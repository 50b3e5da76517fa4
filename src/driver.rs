//! Browser automation boundary.
//!
//! The engine never talks to a browser directly. It opens a
//! [`BrowserSession`] through a [`BrowserDriver`] and runs each step through
//! the [`ActionRegistry`](actions::ActionRegistry), whose handlers call the
//! session's primitive operations.
//!
//! # Implementing a driver
//!
//! ```ignore
//! #[async_trait]
//! impl BrowserDriver for MyDriver {
//!     fn name(&self) -> &str { "my-driver" }
//!
//!     async fn open_session(&self, options: &BrowserOptions)
//!         -> DriverResult<Box<dyn BrowserSession>> {
//!         Ok(Box::new(MySession::launch(options).await?))
//!     }
//! }
//! ```
//!
//! [`memory::MemoryDriver`] simulates a page in memory and is used by the
//! CLI's dry runs and by the test suite.

pub mod actions;
pub mod memory;

use std::fmt;
use std::time::Duration;

use async_trait::async_trait;
use thiserror::Error;

use crate::model::{ActionKind, BrowserOptions, LocatorStrategy, StepOptions};

pub use actions::{ActionContext, ActionHandler, ActionRegistry};
pub use memory::{ElementState, MemoryDriver};

pub type DriverResult<T> = Result<T, DriverError>;

#[derive(Error, Debug)]
pub enum DriverError {
    #[error("Failed to open browser session: {0}")]
    SessionFailed(String),

    #[error("Element not found: {0}")]
    ElementNotFound(String),

    #[error("Assertion failed: {0}")]
    AssertionFailed(String),

    #[error("Timed out after {timeout:?}: {message}")]
    Timeout { timeout: Duration, message: String },

    #[error("Unsupported action: {0}")]
    Unsupported(String),

    #[error("Invalid step: {0}")]
    InvalidStep(String),

    #[error("Driver error: {0}")]
    Other(#[from] anyhow::Error),
}

/// An element address: strategy plus target string.
#[derive(Debug, Clone, PartialEq, Eq)]
pub struct Locator {
    pub strategy: LocatorStrategy,
    pub target: String,
}

impl Locator {
    pub fn new(strategy: LocatorStrategy, target: impl Into<String>) -> Self {
        Self {
            strategy,
            target: target.into(),
        }
    }

    pub fn css(selector: impl Into<String>) -> Self {
        Self::new(LocatorStrategy::Css, selector)
    }

    /// Single selector string for this locator.
    pub fn selector(&self) -> String {
        self.strategy.selector(&self.target)
    }
}

impl fmt::Display for Locator {
    fn fmt(&self, f: &mut fmt::Formatter<'_>) -> fmt::Result {
        f.write_str(&self.selector())
    }
}

/// Pointer and focus interactions that take only a locator.
#[derive(Debug, Clone, Copy, PartialEq, Eq)]
pub enum Interaction {
    Click,
    DoubleClick,
    RightClick,
    Hover,
    Focus,
    ScrollIntoView,
    Check,
    Uncheck,
}

/// A step with placeholders substituted, ready to execute.
#[derive(Debug, Clone)]
pub struct ResolvedStep {
    pub index: usize,
    pub action: ActionKind,
    pub target: Option<String>,
    pub strategy: LocatorStrategy,
    pub value: Option<String>,
    pub attribute: Option<String>,
    pub timeout: Duration,
    pub options: StepOptions,
}

impl ResolvedStep {
    pub fn target(&self) -> DriverResult<&str> {
        self.target
            .as_deref()
            .ok_or_else(|| DriverError::InvalidStep(format!("{} requires a target", self.action)))
    }

    pub fn value(&self) -> DriverResult<&str> {
        self.value
            .as_deref()
            .ok_or_else(|| DriverError::InvalidStep(format!("{} requires a value", self.action)))
    }

    pub fn locator(&self) -> DriverResult<Locator> {
        Ok(Locator::new(self.strategy, self.target()?))
    }

    /// Parses `value` as milliseconds, falling back to `default` when unset.
    pub fn value_millis(&self, default: u64) -> DriverResult<Duration> {
        match self.value.as_deref().map(str::trim) {
            None | Some("") => Ok(Duration::from_millis(default)),
            Some(raw) => raw.parse::<u64>().map(Duration::from_millis).map_err(|_| {
                DriverError::InvalidStep(format!("{}: '{raw}' is not a duration in ms", self.action))
            }),
        }
    }
}

/// One open browser context, used by a single execution at a time.
#[async_trait]
pub trait BrowserSession: Send + Sync {
    fn id(&self) -> &str;

    async fn navigate(&self, url: &str, timeout: Duration) -> DriverResult<()>;

    async fn current_url(&self) -> DriverResult<String>;

    async fn interact(
        &self,
        locator: &Locator,
        interaction: Interaction,
        force: bool,
    ) -> DriverResult<()>;

    /// Replaces the element's value.
    async fn fill(&self, locator: &Locator, text: &str) -> DriverResult<()>;

    /// Types text key by key, appending to the current value.
    async fn type_text(&self, locator: &Locator, text: &str) -> DriverResult<()>;

    async fn select(&self, locator: &Locator, option: &str) -> DriverResult<()>;

    async fn press(&self, key: &str, locator: Option<&Locator>) -> DriverResult<()>;

    async fn drag_and_drop(&self, source: &Locator, destination: &Locator) -> DriverResult<()>;

    async fn text(&self, locator: &Locator) -> DriverResult<String>;

    async fn attribute(&self, locator: &Locator, name: &str) -> DriverResult<Option<String>>;

    async fn wait_for_element(&self, locator: &Locator, timeout: Duration) -> DriverResult<()>;

    async fn wait_for_navigation(&self, timeout: Duration) -> DriverResult<()>;

    async fn evaluate(&self, script: &str) -> DriverResult<serde_json::Value>;

    /// Captures the page and returns a reference to the stored image.
    async fn screenshot(&self, label: &str) -> DriverResult<String>;

    async fn close(&self) -> DriverResult<()>;
}

/// Opens browser sessions.
#[async_trait]
pub trait BrowserDriver: Send + Sync {
    fn name(&self) -> &str;

    async fn open_session(&self, options: &BrowserOptions)
    -> DriverResult<Box<dyn BrowserSession>>;
}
◆ ◆ ◆ ◆
Exercise details:
What the answer needs is every line from the data above with "timeout" in it.

Solution below:
    #[error("Timed out after {timeout:?}: {message}")]
    Timeout { timeout: Duration, message: String },
    pub timeout: Duration,
    async fn navigate(&self, url: &str, timeout: Duration) -> DriverResult<()>;
    async fn wait_for_element(&self, locator: &Locator, timeout: Duration) -> DriverResult<()>;
    async fn wait_for_navigation(&self, timeout: Duration) -> DriverResult<()>;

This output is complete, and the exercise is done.